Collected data
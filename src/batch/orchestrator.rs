// Copyright (C) 2026 Michael Wilson <mike@mdwn.dev>
//
// This program is free software: you can redistribute it and/or modify it under
// the terms of the GNU General Public License as published by the Free Software
// Foundation, version 3.
//
// This program is distributed in the hope that it will be useful, but WITHOUT
// ANY WARRANTY; without even the implied warranty of MERCHANTABILITY or FITNESS
// FOR A PARTICULAR PURPOSE. See the GNU General Public License for more details.
//
// You should have received a copy of the GNU General Public License along with
// this program. If not, see <https://www.gnu.org/licenses/>.
//
use std::fmt;
use std::path::{Path, PathBuf};
use std::sync::Arc;

use parking_lot::Mutex;
use tracing::{debug, error, info, span, warn, Level, Span};

use crate::category::Category;
use crate::config::Settings;
use crate::error::{Error, Result};
use crate::log::Log;
use crate::tasks::{ConfigTask, TaskContext};
use crate::util;

use super::cancel::CancellationToken;
use super::script::BatchScript;

const ALL: &str = "All";

/// The programs a task applies to. A level that is not given covers every
/// folder at that level.
#[derive(Clone, Debug, Default, PartialEq, Eq)]
pub struct Scope {
    pub sound_bank: Option<String>,
    pub category: Option<String>,
    pub program: Option<String>,
}

impl Scope {
    /// Every program in every sound bank.
    pub fn all() -> Scope {
        Scope::default()
    }

    /// Creates a scope. Empty or `All` levels are not given.
    pub fn new(sound_bank: &str, category: &str, program: &str) -> Scope {
        let level = |value: &str| {
            let value = value.trim();
            (!value.is_empty() && !value.eq_ignore_ascii_case(ALL)).then(|| value.to_string())
        };
        Scope {
            sound_bank: level(sound_bank),
            category: level(category),
            program: level(program),
        }
    }

    /// Checks that each given level has its parent level given too.
    pub fn validate(&self) -> Result<()> {
        if self.category.is_some() && self.sound_bank.is_none() {
            return Err(Error::application(format!(
                "{} names a category but no sound bank. Give the sound bank too.",
                self
            )));
        }
        if self.program.is_some() && self.category.is_none() {
            return Err(Error::application(format!(
                "{} names a program but no category. Give the sound bank and category too.",
                self
            )));
        }
        Ok(())
    }
}

impl fmt::Display for Scope {
    fn fmt(&self, f: &mut fmt::Formatter<'_>) -> fmt::Result {
        let levels: Vec<&str> = [&self.sound_bank, &self.category, &self.program]
            .into_iter()
            .map(|level| level.as_deref().unwrap_or(ALL))
            .collect();
        f.write_str(&levels.join("\\"))
    }
}

/// Where a batch run is.
#[derive(Clone, Copy, Debug, PartialEq, Eq)]
pub enum BatchState {
    Idle,
    ResolvingScope,
    ProcessingProgram,
    Cancelled,
    Finished,
    Failed,
}

/// How a batch run ended.
#[derive(Clone, Debug, PartialEq, Eq)]
pub enum RunOutcome {
    Completed,
    Cancelled,
    Failed(String),
}

type RunEnded = Box<dyn Fn(&RunOutcome) + Send + Sync>;

/// Runs tasks over programs, one program at a time.
pub struct Batch {
    settings: Settings,
    log: Arc<dyn Log>,
    state: Mutex<BatchState>,
    run_ended: Mutex<Vec<RunEnded>>,
    /// The logging span.
    span: Span,
}

impl Batch {
    /// Creates a new batch runner.
    pub fn new(settings: Settings, log: Arc<dyn Log>) -> Batch {
        Batch {
            settings,
            log,
            state: Mutex::new(BatchState::Idle),
            run_ended: Mutex::new(Vec::new()),
            span: span!(Level::INFO, "batch"),
        }
    }

    /// Gets the settings the batch runs with.
    pub fn settings(&self) -> &Settings {
        &self.settings
    }

    /// Gets the current state.
    pub fn state(&self) -> BatchState {
        *self.state.lock()
    }

    /// Registers a callback for the end of every script run, however it ends.
    pub fn on_run_ended(&self, callback: impl Fn(&RunOutcome) + Send + Sync + 'static) {
        self.run_ended.lock().push(Box::new(callback));
    }

    /// Validates a batch script, puts its tasks into their canonical order
    /// and runs them. Errors end the run and are reported in the outcome.
    pub fn run_script(&self, script: &BatchScript, cancel: &CancellationToken) -> RunOutcome {
        let _enter = self.span.enter();
        let outcome = match self.run_script_tasks(script, cancel) {
            Ok(()) => {
                self.log.write_line("The batch run finished.");
                RunOutcome::Completed
            }
            Err(Error::Cancelled) => {
                warn!("Batch run cancelled");
                self.log.write_line("The batch run was cancelled.");
                RunOutcome::Cancelled
            }
            Err(e) => {
                error!(err = ?e, "Batch run failed");
                self.log.write_line(&format!("Error: {}", e));
                RunOutcome::Failed(e.to_string())
            }
        };
        self.set_state(match outcome {
            RunOutcome::Completed => BatchState::Finished,
            RunOutcome::Cancelled => BatchState::Cancelled,
            RunOutcome::Failed(_) => BatchState::Failed,
        });
        for callback in self.run_ended.lock().iter() {
            callback(&outcome);
        }
        outcome
    }

    fn run_script_tasks(&self, script: &BatchScript, cancel: &CancellationToken) -> Result<()> {
        script.validate()?;
        for entry in script.sequence_tasks() {
            let task = entry.task()?;
            let scope = entry.scope();
            info!(task = %task, scope = %scope, "Running task");
            self.log
                .write_line(&format!("Running {} on {}.", task, scope));
            self.run_scope(task, &scope, cancel)?;
        }
        Ok(())
    }

    /// Runs one task over every program in the scope. Sound banks and
    /// categories the settings exclude from the task are skipped with a log line.
    pub fn run_task(&self, task: ConfigTask, scope: &Scope, cancel: &CancellationToken) -> Result<()> {
        let _enter = self.span.enter();
        let result = self.run_scope(task, scope, cancel);
        self.set_state(match &result {
            Ok(()) => BatchState::Finished,
            Err(Error::Cancelled) => BatchState::Cancelled,
            Err(_) => BatchState::Failed,
        });
        result
    }

    fn run_scope(&self, task: ConfigTask, scope: &Scope, cancel: &CancellationToken) -> Result<()> {
        self.set_state(BatchState::ResolvingScope);
        scope.validate()?;
        let root = self.root(task);
        let sound_banks = match &scope.sound_bank {
            Some(sound_bank) => vec![sound_bank.clone()],
            None => util::subfolder_names(root)?,
        };

        for sound_bank in sound_banks {
            if let Some(reason) = task.exclusion(&self.settings, &sound_bank, None) {
                self.log.write_line(&reason);
                continue;
            }
            let sound_bank_folder = root.join(&sound_bank);
            if !sound_bank_folder.is_dir() {
                return Err(Error::application(format!(
                    "Sound bank folder {} does not exist.",
                    sound_bank_folder.display()
                )));
            }
            let categories = match &scope.category {
                Some(category) => vec![category.clone()],
                None => util::subfolder_names(&sound_bank_folder)?,
            };
            for category in categories {
                if let Some(reason) = task.exclusion(&self.settings, &sound_bank, Some(&category)) {
                    self.log.write_line(&reason);
                    continue;
                }
                self.run_category(task, &sound_bank, &category, scope.program.as_deref(), cancel)?;
            }
        }
        Ok(())
    }

    fn run_category(
        &self,
        task: ConfigTask,
        sound_bank: &str,
        category: &str,
        program: Option<&str>,
        cancel: &CancellationToken,
    ) -> Result<()> {
        let resolved = match task {
            // The working copies may not exist yet, so restoring walks the originals.
            ConfigTask::RestoreOriginal => None,
            _ => Some(Category::new(&self.settings, sound_bank, category)?),
        };
        let paths = match &resolved {
            Some(resolved) => resolved.program_paths().to_vec(),
            None => self.original_program_paths(sound_bank, category)?,
        };
        let paths = select_program(paths, program).ok_or_else(|| {
            Error::application(format!(
                "There is no program {} in {}\\{}.",
                program.unwrap_or_default(),
                sound_bank,
                category
            ))
        })?;

        let context = TaskContext::new(&self.settings, self.log.as_ref());
        let context = match &resolved {
            Some(resolved) => context.with_category(resolved),
            None => context,
        };
        for path in paths {
            if cancel.is_cancelled() {
                return Err(Error::Cancelled);
            }
            self.set_state(BatchState::ProcessingProgram);
            debug!(task = %task, program = ?path, "Processing program");
            task.run(&path, &context)?;
        }
        Ok(())
    }

    /// Gets the working paths of the programs in a category of the originals mirror.
    fn original_program_paths(&self, sound_bank: &str, category: &str) -> Result<Vec<PathBuf>> {
        let folders = self.settings.folders();
        let originals = folders.original_programs.join(sound_bank).join(category);
        if !originals.is_dir() {
            return Err(Error::application(format!(
                "Original category folder {} does not exist.",
                originals.display()
            )));
        }
        let working = folders.programs.join(sound_bank).join(category);
        Ok(util::program_files(&originals)?
            .into_iter()
            .filter_map(|path| path.file_name().map(|name| working.join(name)))
            .collect())
    }

    fn root(&self, task: ConfigTask) -> &Path {
        let folders = self.settings.folders();
        match task {
            ConfigTask::RestoreOriginal => &folders.original_programs,
            _ => &folders.programs,
        }
    }

    fn set_state(&self, state: BatchState) {
        *self.state.lock() = state;
    }
}

/// Narrows the paths to the named program. The name may leave off the extension.
fn select_program(paths: Vec<PathBuf>, program: Option<&str>) -> Option<Vec<PathBuf>> {
    let Some(program) = program else {
        return Some(paths);
    };
    let matches = |name: Option<&std::ffi::OsStr>| {
        name.is_some_and(|name| name.to_string_lossy().eq_ignore_ascii_case(program))
    };
    paths
        .into_iter()
        .find(|path| matches(path.file_stem()) || matches(path.file_name()))
        .map(|path| vec![path])
}
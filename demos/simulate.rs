//! Simulated API traffic against a few bucket configurations.
//!
//! Run with `RUST_LOG=tokenwell=trace` to see refills and denials.

use std::sync::Arc;

use tokenwell::{Denied, Limit, ManualClock, TokenBucket};
use tracing_subscriber::EnvFilter;

type Bucket = TokenBucket<tokenwell::SyncStorage, Arc<ManualClock>>;

fn bucket(
    capacity: u64,
    refill_tokens: u64,
    refill_interval_millis: u64,
) -> (Arc<ManualClock>, Bucket) {
    let clock = Arc::new(ManualClock::default());
    let limit = Limit::new(capacity, refill_tokens, refill_interval_millis)
        .expect("demo limits are valid");
    (Arc::clone(&clock), TokenBucket::with_clock(limit, clock))
}

/// Sends `calls` one-token requests, `gap_millis` apart.
fn simulate_calls(clock: &ManualClock, tb: &Bucket, calls: usize, gap_millis: u64) {
    let (mut allowed, mut denied) = (0, 0);
    for i in 0..calls {
        match tb.try_acquire_one() {
            Ok(()) => {
                println!("request {}: allowed", i + 1);
                allowed += 1;
            }
            Err(Denied::RateLimited(rl)) => {
                println!(
                    "request {}: denied, retry in {:?}",
                    i + 1,
                    rl.earliest_retry_after()
                );
                denied += 1;
            }
            Err(err) => {
                println!("request {}: denied, {err}", i + 1);
                denied += 1;
            }
        }
        clock.advance(gap_millis);
    }
    println!("allowed: {allowed}, denied: {denied}");
}

fn main() {
    tracing_subscriber::fmt()
        .with_env_filter(EnvFilter::from_default_env())
        .init();

    println!("scenario 1: 5 requests per second, back to back");
    let (clock, tb) = bucket(5, 5, 1000);
    simulate_calls(&clock, &tb, 10, 0);

    println!("\nscenario 2: bursts of 10, 5 tokens per second sustained");
    let (clock, tb) = bucket(10, 5, 1000);
    simulate_calls(&clock, &tb, 15, 0);

    println!("\nscenario 3: 1 token per second, one request per second");
    let (clock, tb) = bucket(5, 1, 1000);
    for second in 0..10 {
        let outcome = if tb.is_request_allowed(1) { "allowed" } else { "denied" };
        println!("second {second}: {outcome}, tokens left: {}", tb.available());
        clock.advance(1000);
    }

    println!("\nscenario 4: 200 requests 50ms apart against 10/s with a burst of 100");
    let (clock, tb) = bucket(100, 1, 100);
    simulate_calls(&clock, &tb, 200, 50);

    println!("\nscenario 5: growing requests against 2 tokens per second, capacity 10");
    let (clock, tb) = bucket(10, 2, 1000);
    for tokens in 1..=5 {
        if tb.is_request_allowed(tokens) {
            println!("took {tokens} tokens, left: {}", tb.available());
        } else {
            println!("could not take {tokens} tokens, available: {}", tb.available());
        }
        clock.advance(1000);
    }

    println!("\nscenario 6: requests larger than the bucket");
    let (clock, tb) = bucket(3, 1, 1000);
    tb.add_tokens(1);
    simulate_calls(&clock, &tb, 1, 0);
    match tb.try_acquire(4) {
        Ok(()) => println!("4 tokens granted"),
        Err(err) => println!("4 tokens refused: {err}"),
    }
}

About this exercise: Reproduce every line in the data that has the word "does" in it.

Response area:
                    "Sound bank folder {} does not exist.",
                "Original category folder {} does not exist.",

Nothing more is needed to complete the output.